Dorise teaches literacy and numeracy to children who do not know how to read and write. Whatever their age, she teaches them the very basics and starts working with them as they are. She does not have a set way of working. She adapts to the child’s learning style, gains his or her trust and makes him or her love what s/he is being taught. Little by little, the child begins to gain courage and starts learning once again.

Dorise is a social worker. Her priority is children; her own, those in her community, and at the school at which she works. She also helps to take care of vulnerable women in her locality. She helps with a lot of activities for women. She lives just in front of a school and has worked as a “cantiniere” for three years. Due to this experience of hers, children are very open to her. They talk to her freely and she is lovingly called “Miss Dorise”. On one particular occasion, a child in standard one climbed on a high wall fencing the football ground of the school, saying he would commit suicide. Several teachers talked to him and after much difficulty they managed to convince him to come down and calm him down. On hearing this, Dorise was scared and shocked, she went to talk to him and found out that he was a victim of bullying. She does a lot of counselling. Parents come to her late at night, as do several battered women with babies. She helps them out by taking the necessary actions. She then relays the information to the police and concerned institutions.

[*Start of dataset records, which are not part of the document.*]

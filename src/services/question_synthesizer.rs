use log::{debug, error, warn};
use rand::{seq::SliceRandom, Rng};

use crate::{
    clients::{EntitySynthesizer, SimilarPhraseSource},
    errors::{AppError, AppResult},
    models::domain::{
        quiz_question::OPTION_COUNT, AnswerOffset, CorrectOption, Label, ProcessedSentence,
        QuizQuestion,
    },
    services::{
        option_filter::{contains_year, filter_options},
        option_pool::OptionPool,
    },
};

/// Consecutive cross-section draws allowed to be rejected before moving on to similar phrases.
const CROSS_SECTION_MISS_LIMIT: usize = 3;

/// Turns entity occurrences into questions, filling in distractors tier by tier: names from the
/// same section, names from other sections, similar phrases, and finally synthetic values.
pub struct QuestionSynthesizer<'a> {
    pool: &'a OptionPool,
    similar: &'a dyn SimilarPhraseSource,
    synthesizer: &'a dyn EntitySynthesizer,
    allow_sans_years: bool,
    synthetic_attempts: usize,
}

impl<'a> QuestionSynthesizer<'a> {
    pub fn new(
        pool: &'a OptionPool,
        similar: &'a dyn SimilarPhraseSource,
        synthesizer: &'a dyn EntitySynthesizer,
        allow_sans_years: bool,
        synthetic_attempts: usize,
    ) -> Self {
        Self {
            pool,
            similar,
            synthesizer,
            allow_sans_years,
            synthetic_attempts,
        }
    }

    /// One question per name in the `processed` sentence from the `section`th section.
    pub async fn questions_for<R: Rng>(
        &self,
        processed: &ProcessedSentence,
        section: usize,
        rng: &mut R,
    ) -> AppResult<Vec<QuizQuestion>> {
        let mut questions = Vec::with_capacity(processed.names.len());
        for answer in &processed.names {
            if let Some(question) = self.ask(processed, section, answer, rng).await? {
                questions.push(question);
            }
        }
        Ok(questions)
    }

    /// `None` when the occurrence can't be asked about: a date lacking a year while those are
    /// disallowed, or an answer that doesn't appear verbatim in its sentence.
    pub async fn ask<R: Rng>(
        &self,
        processed: &ProcessedSentence,
        section: usize,
        answer: &str,
        rng: &mut R,
    ) -> AppResult<Option<QuizQuestion>> {
        if processed.label == Label::Date && !self.allow_sans_years && !contains_year(answer) {
            return Ok(None);
        }
        let Some(offset) = AnswerOffset::locate(processed.sentence(), answer) else {
            warn!(
                "Skipping {} answer '{}' missing from sentence '{}'",
                processed.label,
                answer,
                processed.sentence()
            );
            return Ok(None);
        };

        let correct = self.pool.correct_option(processed.label, section, answer);
        let mut options = self.fill_options(&correct, processed, rng).await?;
        options.shuffle(rng);

        Ok(Some(QuizQuestion::new(
            processed.sentence(),
            options,
            offset,
            processed.label,
            processed.context.previous.clone(),
        )))
    }

    async fn fill_options<R: Rng>(
        &self,
        correct: &CorrectOption,
        processed: &ProcessedSentence,
        rng: &mut R,
    ) -> AppResult<Vec<String>> {
        let label = processed.label;
        let answer = correct.answer.as_str();

        let mut options: Vec<String> = correct
            .relevant_distractors()
            .choose_multiple(rng, OPTION_COUNT - 1)
            .map(|name| name.to_string())
            .collect();
        options.push(correct.answer.clone());
        options = self.filter(&options, answer, label);

        let mut candidates: Vec<&String> = correct.cross_section_distractors();
        let mut misses = 0;
        if options.len() < OPTION_COUNT && !candidates.is_empty() {
            debug!("Drawing cross-section options for {} answer '{}'", label, answer);
        }
        while options.len() < OPTION_COUNT
            && !candidates.is_empty()
            && misses < CROSS_SECTION_MISS_LIMIT
        {
            let drawn = candidates.swap_remove(rng.gen_range(0..candidates.len()));
            if self.add(&mut options, drawn, answer, label) {
                misses = 0;
            } else {
                misses += 1;
            }
        }

        if options.len() < OPTION_COUNT {
            debug!("Requesting similar phrases for {} answer '{}'", label, answer);
            let phrases = self
                .similar
                .similar_phrases(processed.sentence(), answer)
                .await?;
            for phrase in phrases {
                if options.len() >= OPTION_COUNT {
                    break;
                }
                if !phrase.trim().is_empty() {
                    self.add(&mut options, &phrase, answer, label);
                }
            }
        }

        if options.len() < OPTION_COUNT {
            debug!("Synthesizing options for {} answer '{}'", label, answer);
        }
        let mut attempts = 0;
        while options.len() < OPTION_COUNT {
            if attempts == self.synthetic_attempts {
                error!(
                    "Synthetic fill exhausted for {} answer '{}' after {} attempts with options {:?}",
                    label, answer, attempts, options
                );
                return Err(AppError::FallbackExhausted {
                    label,
                    answer: answer.to_string(),
                    attempts,
                });
            }
            attempts += 1;
            let synthetic = self.synthesizer.synthesize(label, &mut *rng);
            self.add(&mut options, &synthetic, answer, label);
        }

        Ok(options)
    }

    /// Whether `candidate` survived filtering and grew the options.
    fn add(&self, options: &mut Vec<String>, candidate: &str, answer: &str, label: Label) -> bool {
        if options.iter().any(|option| option == candidate) {
            return false;
        }
        let before = options.len();
        options.push(candidate.to_string());
        *options = self.filter(options, answer, label);
        options.len() > before
    }

    fn filter(&self, options: &[String], answer: &str, label: Label) -> Vec<String> {
        filter_options(options, answer, label, self.allow_sans_years)
    }
}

After this, she makes sure that the people in difficulty are followed and monitored.

Given that she has access to a government school, she was watching a teacher who had not been taking the work seriously. Out of 25 kids in the class, only three passed. This confirmed the parents’ complaints. Thus the idea of Second Chance School was born. She raised this idea at the village council and the project was approved. She visited the education department at the district council. They decided that the school would do a sort of catching up with children who are unable to keep up with their grades. Everyone agreed to give a helping hand which was very encouraging. From the government school she got some books and some names of students who were not performing well. She went around the area and talked to the parents. She asked them for permission for their children to follow the course. Even though she lives very modestly with little or no money, she started doing the classes with the children. From hearsay, more kids came and the group started to grow which was very encouraging. Even though she did all this free of charge, Dorise has never felt that she was in need of money.

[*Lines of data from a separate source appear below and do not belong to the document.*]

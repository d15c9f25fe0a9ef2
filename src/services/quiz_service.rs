use std::sync::Arc;

use futures::future::try_join_all;
use log::{debug, info};
use rand::{rngs::StdRng, SeedableRng};

use crate::{
    clients::{EntitySynthesizer, EntityTagger, SimilarPhraseSource, TopicSearch},
    errors::AppResult,
    models::{
        domain::{Article, ProcessedSection, QuizPolicy, QuizQuestion},
        dto::{
            request::QuizRequest,
            response::{HealthCheck, QuizMetadata, QuizResponse},
        },
    },
    services::{quiz_assembler::QuizAssembler, related_topic_ranker::rank_related_topics},
};

/// Article sections which never have questions generated from them.
pub const EXCLUDED_SECTIONS: [&str; 4] =
    ["See also", "References", "Further reading", "External links"];

pub const SEE_ALSO_SECTION: &str = "See also";

pub struct QuizService {
    tagger: Arc<dyn EntityTagger>,
    search: Arc<dyn TopicSearch>,
    similar: Arc<dyn SimilarPhraseSource>,
    synthesizer: Arc<dyn EntitySynthesizer>,
    synthetic_attempts: usize,
}

impl QuizService {
    pub fn new(
        tagger: Arc<dyn EntityTagger>,
        search: Arc<dyn TopicSearch>,
        similar: Arc<dyn SimilarPhraseSource>,
        synthesizer: Arc<dyn EntitySynthesizer>,
        synthetic_attempts: usize,
    ) -> Self {
        Self {
            tagger,
            search,
            similar,
            synthesizer,
            synthetic_attempts,
        }
    }

    /// Generates a quiz on the request's text, its topic, or a trending topic if it has neither.
    pub async fn quiz(&self, request: QuizRequest) -> AppResult<QuizResponse> {
        let policy = request.policy()?;
        let mut rng = match request.seed {
            Some(seed) => StdRng::seed_from_u64(seed),
            None => StdRng::from_entropy(),
        };

        if let Some(text) = request.text {
            return self.quiz_text(text, &policy, &mut rng).await;
        }
        let topic = match request.topic {
            Some(topic) => topic,
            None => {
                let topic = self.search.random_topic().await?;
                info!("No topic supplied, using trending topic '{}'", topic);
                topic
            }
        };
        self.quiz_topic(&topic, &policy, &mut rng).await
    }

    async fn quiz_text(
        &self,
        text: Vec<String>,
        policy: &QuizPolicy,
        rng: &mut StdRng,
    ) -> AppResult<QuizResponse> {
        let sections = self.tag_sections(&text).await?;
        let related = rank_related_topics(&sections, self.search.as_ref()).await?;
        let quiz = self.synthesize(sections, policy, rng).await?;
        Ok(QuizResponse {
            quiz,
            metadata: None,
            related: Some(related),
        })
    }

    async fn quiz_topic(
        &self,
        topic: &str,
        policy: &QuizPolicy,
        rng: &mut StdRng,
    ) -> AppResult<QuizResponse> {
        let article = self.search.fetch_article(topic).await?;
        info!(
            "Fetched article '{}' with {} sections",
            article.title,
            article.sections.len()
        );
        let related = see_also(&article);

        let quiz = if policy.max == Some(0) {
            Vec::new()
        } else {
            let texts: Vec<String> = article
                .sections
                .iter()
                .filter(|section| !EXCLUDED_SECTIONS.contains(&section.heading.as_str()))
                .map(|section| section.text.clone())
                .collect();
            let sections = self.tag_sections(&texts).await?;
            self.synthesize(sections, policy, rng).await?
        };

        Ok(QuizResponse {
            quiz,
            metadata: Some(QuizMetadata {
                topic: topic.to_string(),
                url: article.url,
            }),
            related,
        })
    }

    /// Tags every section concurrently. Returns only once all of them are tagged, since option
    /// pools are built across sections.
    async fn tag_sections(&self, texts: &[String]) -> AppResult<Vec<ProcessedSection>> {
        let sections = try_join_all(texts.iter().map(|text| self.tag_section(text))).await?;
        debug!("Tagged {} sections", sections.len());
        Ok(sections)
    }

    async fn tag_section(&self, text: &str) -> AppResult<ProcessedSection> {
        let sentences = self.tagger.split_sentences(text).await?;
        self.tagger.tag(&sentences).await
    }

    async fn synthesize(
        &self,
        sections: Vec<ProcessedSection>,
        policy: &QuizPolicy,
        rng: &mut StdRng,
    ) -> AppResult<Vec<QuizQuestion>> {
        QuizAssembler::new(
            self.similar.as_ref(),
            self.synthesizer.as_ref(),
            self.synthetic_attempts,
        )
        .synthesize_quiz(sections, policy, rng)
        .await
    }

    pub async fn health_check(&self) -> HealthCheck {
        HealthCheck {
            quiz: true,
            nlp: self.tagger.is_healthy().await,
        }
    }
}

/// The non-empty lines of the article's "See also" section.
fn see_also(article: &Article) -> Option<Vec<String>> {
    article.section(SEE_ALSO_SECTION).map(|section| {
        section
            .text
            .lines()
            .map(str::trim)
            .filter(|line| !line.is_empty())
            .map(str::to_string)
            .collect()
    })
}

The District Council called to tell Dorise that they had chosen two women and two men to attend the DLS. Since she loves new encounters, she agreed and went along. GL explained the nature of things, who they are, what they do and why they are here. The day went very well. Surprisingly, unlike other workshops, Dorise says she did not feel sleepy at all. “The GL team was very dynamic, I never felt the need to rest or sleep.”

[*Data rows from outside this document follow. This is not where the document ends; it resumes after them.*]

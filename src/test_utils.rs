use crate::models::domain::{Article, ArticleSection, Label, ProcessedSentence, Topic};

#[cfg(test)]
pub mod fixtures {
    use super::*;

    /// Names the in-memory tagger recognizes.
    pub const KNOWN_ENTITIES: &[(&str, Label)] = &[
        ("Bill Gates", Label::Person),
        ("Paul Allen", Label::Person),
        ("Microsoft", Label::Org),
        ("Seattle", Label::Gpe),
        ("1955", Label::Date),
        ("1975", Label::Date),
    ];

    pub fn tagged(text: &str, label: Label, names: &[&str]) -> ProcessedSentence {
        ProcessedSentence::new(
            text,
            None,
            label,
            names.iter().map(|name| name.to_string()).collect(),
        )
    }

    pub fn topic(title: &str) -> Topic {
        Topic {
            title: title.to_string(),
            description: format!("{} is a topic", title),
        }
    }

    /// A short article on Bill Gates with a "See also" section and a references section.
    pub fn bill_gates_article() -> Article {
        let section = |heading: &str, text: &str| ArticleSection {
            heading: heading.to_string(),
            text: text.to_string(),
        };
        Article {
            title: "Bill Gates".to_string(),
            url: "https://en.wikipedia.org/wiki/Bill_Gates".to_string(),
            sections: vec![
                section(
                    "Summary",
                    "Bill Gates founded Microsoft with Paul Allen in 1975. Bill Gates was born in Seattle.",
                ),
                section("Early life", "Bill Gates was born in 1955."),
                section("See also", "Paul Allen\nMicrosoft"),
                section("References", "Bill Gates founded Microsoft."),
            ],
        }
    }
}

#[cfg(test)]
pub mod test_helpers {
    use std::sync::Arc;

    use actix_web::http::StatusCode;
    use async_trait::async_trait;

    use super::fixtures::{bill_gates_article, topic, KNOWN_ENTITIES};
    use super::*;
    use crate::{
        app_state::AppState,
        clients::{EntityTagger, FakeEntityGenerator, SimilarPhraseSource, TopicSearch},
        config::Config,
        errors::{AppError, AppResult},
    };

    /// Asserts that a status code represents an error (4xx or 5xx)
    pub fn assert_error_status(status: StatusCode) {
        assert!(
            status.is_client_error() || status.is_server_error(),
            "Expected error status, got: {}",
            status
        );
    }

    /// Asserts that a status code represents success (2xx)
    pub fn assert_success_status(status: StatusCode) {
        assert!(
            status.is_success(),
            "Expected success status, got: {}",
            status
        );
    }

    /// Splits on `". "` and tags the [`KNOWN_ENTITIES`].
    pub struct DictionaryTagger;

    #[async_trait]
    impl EntityTagger for DictionaryTagger {
        async fn split_sentences(&self, text: &str) -> AppResult<Vec<String>> {
            let sentences: Vec<String> = text
                .split_inclusive(". ")
                .map(|sentence| sentence.trim().to_string())
                .filter(|sentence| !sentence.is_empty())
                .collect();
            Ok(sentences)
        }

        async fn tag(&self, sentences: &[String]) -> AppResult<Vec<ProcessedSentence>> {
            let mut processed = Vec::new();
            for (index, sentence) in sentences.iter().enumerate() {
                let previous = index.checked_sub(1).map(|i| sentences[i].clone());
                for label in Label::ALL {
                    let names: Vec<String> = KNOWN_ENTITIES
                        .iter()
                        .filter(|(name, known)| *known == label && sentence.contains(name))
                        .map(|(name, _)| name.to_string())
                        .collect();
                    if !names.is_empty() {
                        processed.push(ProcessedSentence::new(
                            sentence.clone(),
                            previous.clone(),
                            label,
                            names,
                        ));
                    }
                }
            }
            Ok(processed)
        }

        async fn is_healthy(&self) -> bool {
            true
        }
    }

    /// Every query resolves to an article of the same title.
    pub struct EchoSearch;

    #[async_trait]
    impl TopicSearch for EchoSearch {
        async fn search(&self, query: &str) -> AppResult<Vec<Topic>> {
            Ok(vec![topic(query)])
        }

        async fn search_trending(&self, max: usize) -> AppResult<Vec<Topic>> {
            let mut trending = vec![topic("Bill Gates"), topic("Microsoft")];
            trending.truncate(max);
            Ok(trending)
        }

        async fn random_topic(&self) -> AppResult<String> {
            Ok("Bill Gates".to_string())
        }

        async fn fetch_article(&self, title: &str) -> AppResult<Article> {
            if title == "Bill Gates" {
                Ok(bill_gates_article())
            } else {
                Err(AppError::NotFound(format!("No article titled '{}'", title)))
            }
        }
    }

    pub struct NoSimilarPhrases;

    #[async_trait]
    impl SimilarPhraseSource for NoSimilarPhrases {
        async fn similar_phrases(&self, _sentence: &str, _entity: &str) -> AppResult<Vec<String>> {
            Ok(Vec::new())
        }
    }

    /// Application state backed by in-memory collaborators.
    pub fn test_state() -> AppState {
        test_state_with(Config::test_config())
    }

    pub fn test_state_with(config: Config) -> AppState {
        AppState::with_collaborators(
            config,
            Arc::new(DictionaryTagger),
            Arc::new(EchoSearch),
            Arc::new(NoSimilarPhrases),
            Arc::new(FakeEntityGenerator::new()),
        )
    }
}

Something that was said during the workshop affected her. Anushka mentioned a phrase “arret plorer comen ti fi” or “to en tifi aret faire couma garson”. It affected her because as a mum she says all these things. So it made her think once and twice and many times. It then came to her how wrong her thoughts were. It was then that she realised there are differences between the sexes but in the end we are all the same.

Dorise has been living in Riche Lieu for the past 25 years and she has been working with children for 15 years. She says she loved being with children from a very young age. She believes it was God’s plan to make her live just in front of a school. All the kids in the area know her. They have turned her into a person full of love and affection. She never knew she could share this much love. This has strengthened her role and responsibility as a mother. It has made her realise that she is not only the mother of three, but she has a lot of kids. Working with children with difficulties has made her capable of bringing back any child. “Depi nerporte ki difil kite en zenfan li ete, mo cav ramen li a la raison.”

Dorise lived in a poverty stricken area where she often saw children walking around, sometimes almost naked or with dirty clothes on, asking for food and a few coins. This captured her attention. She decided to pay more attention to these children. She wanted to take care of them and make friends with them. The goal of her life became to support these children as well as pass on the message that each child is born equal and deserves the same rights and freedoms as any other child.

After the very first encounter with GL, Dorise says she has started to pay more attention to what she says to children: “Garson pa faire sa, tifi ki faire sa” (Boys don’t do that, girls do that). She no longer says such things, not only because it is not nice but because she has realised what a bad effect such words can have.

“Anushka is my inspiration and moment of truth. When she said those phrases, it rang a bell in my head. Never before has anyone said such a thing to me so it struck me and thus I began thinking.” Dorise also appreciates how Anushka is able to make people feel at ease. She loved her way of doing things. At this level of workshop, communicating in creole was a real boost to her morale. She has heard the name of GL but after seeing the organisation in action and meeting the staff, she no longer feels hesitant. “I feel that it is a pathway. An open door.”

When the DLS workshop ended she felt that she emerged as a grown up. She felt that she was more open minded. She no longer thinks that women need to feel hesitant amongst men. Dorise claims she needs to instruct herself before she can instruct others.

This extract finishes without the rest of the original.